Franca Viola, story of the woman who said no to the shotgun wedding (and the mafia)

When she was kidnapped and raped for eight days, Franca Viola was 18 years old. She was on December 26, 1965, in Alcamo, Sicily, where Franca Viola she was born and raised with her family. She where she still lives today, she who is 76 years old, turned 9 January. She never left her town, there, while the voices in the streets and in the bars were divided between what was right and what was wrong, Franca Viola became the first Italian woman to refuse the “shotgun wedding”. At the age of 15, Franca, with the consent of her family, became engaged to Filippo Melodia, a wealthy young man from the village and nephew of a local mafioso. Sicily was that of the late sixties, of small landowners and sharecroppers. It was when Filippo was also accused of theft and belonging to a mafia gang that Franca Viola decided to leave him, supported by her father. From that moment Franca and her family were condemned to continuous intimidation, armed threats, destruction and burning of their vineyard. It didn't seem possible to that boy who was used to deciding (and obtaining) everything, to find himself faced with a woman who rejected him and a father who didn't let himself be scared.

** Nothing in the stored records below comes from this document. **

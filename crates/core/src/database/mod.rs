//! 持久化存储
//!
//! 使用单个 SQLite 连接，由互斥锁保护，所有 DAO 都接收 `&Connection`。

pub mod dao;
pub mod schema;

use rusqlite::Connection;
use std::path::Path;
use std::sync::{Arc, Mutex, MutexGuard};
use std::time::Duration;
use tracing::warn;

/// 共享数据库连接
pub type DbConnection = Arc<Mutex<Connection>>;

/// 打开数据库并初始化表结构，`:memory:` 打开内存库
pub fn open_database(path: &str) -> Result<DbConnection, rusqlite::Error> {
    let conn = if path == ":memory:" {
        Connection::open_in_memory()?
    } else {
        if let Some(parent) = Path::new(path).parent() {
            if !parent.as_os_str().is_empty() {
                // 失败时由随后的 open 返回错误
                if let Err(e) = std::fs::create_dir_all(parent) {
                    warn!("[DB] 创建数据库目录失败: {}: {}", parent.display(), e);
                }
            }
        }
        Connection::open(path)?
    };
    conn.busy_timeout(Duration::from_secs(5))?;
    schema::create_tables(&conn)?;
    Ok(Arc::new(Mutex::new(conn)))
}

/// 获取数据库锁
pub fn lock_db(db: &DbConnection) -> Result<MutexGuard<'_, Connection>, String> {
    db.lock().map_err(|e| format!("数据库锁获取失败: {e}"))
}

Thus, Filippo Melodia organized Franca's kidnapping, convinced that he would convince her to give in in this way and on 26 December 1965 he burst into her house, beating her mother and taking away her eight-year-old brother together with Franca. And then released him shortly after. The one who wasn't freed was her, the girl who kept saying no. She that she wanted to decide for herself. Despite the rapes, the beatings, the prolonged fasting. A torture that lasted eight days. «I went without food for days and days. He mocked and provoked me. After a week he abused me. I was in bed, in a semi-unconscious state” Franca said.

The police managed to free her after discovering the place where she was kept segregated, first a country house and finally in the house of Melodia's sister. The latter was arrested the same day. What happened immediately afterwards was revolution. Franca Viola and her family refused the shotgun wedding and therefore Melodia was sent to trial. The penal code in fact provided an article, 530, which read: «For the crimes provided for by the first chapter and by article 530, the marriage that the perpetrator of the crime contracts with the offended person extinguishes the crime, also with regard to those who participated in the crime itself; and, if there has been a conviction, its execution and penal effects cease.” Furthermore, rape was considered a “crime against public morality and good customs”. And it remained so until 1996. In short, if the rapist decided to marry the woman, he did not end up on trial and avoided prison.

This was not the case for Melodia. The public prosecutor asked for 22 years for him while the public wondered, as the news reports of the time reported, if any other man would ever have had the courage to marry Franca Viola, “despite everything”. The defense tried to discredit her by portraying the kidnapping as “an elopement” because the couple had already had sexual relations, as reported by Melodia. However, the mud machine did not silence Franca Viola who continued to reiterate her right to choose and self-determine and he showed up at every court hearing. The trial ended in 1966 with an 11-year sentence for Filippo Melodia and his accomplices. The same ones who still live in Alcamo and Franca meets on the street. «I meet them every now and then», Franca Viola said in an interview given to The print. «I prefer to avoid them, but if I can't I greet them and they greet me, almost always lowering their eyes. Maybe they too were deceived, maybe that guy had told them what he later said at the trial, that I agreed to marry him but my father didn't.”

On 8 March 2014, Franca Viola, who over the years has become the symbol of women who fight for their rights and for emancipation, was awarded thehonor of Grand Officer of the Order of Merit of the Italian Republic by president Giorgio Napolitano. She has never left Alcamo, where she lives, with the man she chose to marry in 1968, Giuseppe Ruisi. Together they became parents.